Source: Mississippi Code Ann. §§ 89-1-501 and 89-1-503 (Real Estate Transfer Disclosure Requirements) (2026-07-19)
What homeowners pay here
Mississippi homeowners pay well above the national average for home insurance. The average annual homeowners insurance premium in Mississippi was about $1,907 in 2022, compared with a U.S. average of $1,569 that year, making it one of the most expensive states in the country. Because rates run high, comparing quotes from multiple carriers and asking about wind, hail, and roof-related discounts can meaningfully lower your bill.
Source: Insurance Information Institute (III), "Facts + Statistics: Homeowners and renters insurance" — Average Premiums For Homeowners And Renters Insurance By State, 2022 (NAIC data) (2026-07-19)
When the insurer won't move: file a complaint
If your insurer wrongly delays, denies, cancels, or non-renews a claim, you can file a complaint with the Mississippi Insurance Department, the state agency that regulates insurers. Use the department's online Company Complaint form, or download the form and email it to consumer@mid.ms.gov, fax it to 601-359-1077, or mail it to Mississippi Insurance Department, Attn: Consumer Services Division, P.O. Box 79, Jackson, MS 39205. Submit your supporting documentation within two working days of filing, and the department will contact the company and notify you in writing of its findings, generally allowing about 20 working days. For help you can call (800) 562-2957 or (601) 359-2453.

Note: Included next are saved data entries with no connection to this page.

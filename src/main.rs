// src/main.rs
use clap::Parser;
use nomina_extractor::batch::STRATEGY_ENV_VAR;
use nomina_extractor::storage::StorageManager;
use nomina_extractor::utils::{self, AppError};
use nomina_extractor::{loader, BatchOptions, CatalogStrategy, PayrollBatch};
use std::path::PathBuf;

/// Command Line Interface for consolidating CFDI payroll documents
#[derive(Parser, Debug)]
#[command(author, version, about, long_about = None)]
struct Args {
    /// XML files, ZIP archives or directories to process
    #[arg(required = true)]
    inputs: Vec<PathBuf>,

    /// Output directory for the consolidated dataset
    #[arg(short, long, default_value = "./output")]
    output_dir: String,

    /// Base name of the output files
    #[arg(long, default_value = "nomina_consolidada")]
    output_name: String,

    /// Column unification strategy: prescan or lazy
    #[arg(long)]
    strategy: Option<String>,

    /// Only read files directly inside the given directories
    #[arg(long)]
    no_recursive: bool,
}

/// Strategy from the command line, then the environment, then the default.
fn resolve_strategy(arg: Option<&str>) -> Result<CatalogStrategy, AppError> {
    if let Some(value) = arg {
        tracing::debug!("Using strategy '{}' from command-line argument", value);
        return value.parse().map_err(AppError::Config);
    }
    match std::env::var(STRATEGY_ENV_VAR) {
        Ok(value) => {
            tracing::debug!("Using strategy '{}' from {}", value, STRATEGY_ENV_VAR);
            value.parse().map_err(AppError::Config)
        }
        Err(_) => Ok(CatalogStrategy::default()),
    }
}

#[tokio::main]
async fn main() -> Result<(), AppError> {
    // 1. Setup Logging (reads RUST_LOG env var)
    utils::logging::setup_logging("info");

    // 2. Parse CLI Arguments
    let args = Args::parse();
    tracing::info!("Starting processing for args: {:?}", args);

    let strategy = resolve_strategy(args.strategy.as_deref())?;

    // 3. Initialize storage
    let storage = StorageManager::new(&args.output_dir)?;

    // 4. Gather documents
    let documents = loader::collect_documents(&args.inputs, !args.no_recursive).await?;
    if documents.is_empty() {
        return Err(AppError::Config(format!("No XML documents found in {:?}", args.inputs)));
    }

    // 5. Run the batch off the async runtime
    let batch = PayrollBatch::new(BatchOptions { strategy });
    let (dataset, report) = tokio::task::spawn_blocking(move || batch.run(&documents))
        .await
        .map_err(|e| AppError::Processing(format!("Batch task failed: {}", e)))?;

    if dataset.is_empty() {
        return Err(AppError::Processing(format!(
            "None of the {} documents could be processed",
            report.documents_received
        )));
    }

    // 6. Save the dataset and its metadata
    let path = storage.save_dataset(&dataset, &args.output_name)?;
    tracing::info!("Saved dataset to: {}", path.display());
    let meta_path = storage.save_dataset_metadata(&dataset, &report, &args.output_name)?;
    tracing::info!("Saved dataset metadata to: {}", meta_path.display());

    tracing::info!(
        "Processing finished. Rows: {}, Skipped: {}",
        dataset.row_count(),
        report.skipped.len()
    );

    Ok(())
}
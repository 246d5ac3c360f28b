// src/cfdi/namespaces.rs
//! Namespace URIs published by the SAT for the document families we read.

/// CFDI 4.0
pub const CFDI_V4: &str = "http://www.sat.gob.mx/cfd/4";
/// CFDI 3.3 (still common in older archives)
pub const CFDI_V3: &str = "http://www.sat.gob.mx/cfd/3";
/// Payroll complement 1.2
pub const NOMINA_V12: &str = "http://www.sat.gob.mx/nomina12";
/// Payroll complement 1.1
pub const NOMINA_V11: &str = "http://www.sat.gob.mx/nomina";
/// Digital stamp complement
pub const TFD: &str = "http://www.sat.gob.mx/TimbreFiscalDigital";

Source: Mississippi Insurance Department — File a Complaint / File Company Complaint (Consumer Services) (2026-07-19)
Worth knowing
Federal climate records show Mississippi was hit by 108 separate billion-dollar weather disasters between 1980 and 2024, and severe storms — the thunderstorms that drive damaging hail and straight-line wind — were the single most common type, at 50 of those events. The pace has accelerated sharply: the state averaged 2.4 such disasters a year over the full period but 6.0 a year across 2020 through 2024. Because damaging wind and hail are the leading roof threat here, homeowners should photograph their roof's condition before storm season and keep dated records so a later insurance claim can prove the damage was storm-caused.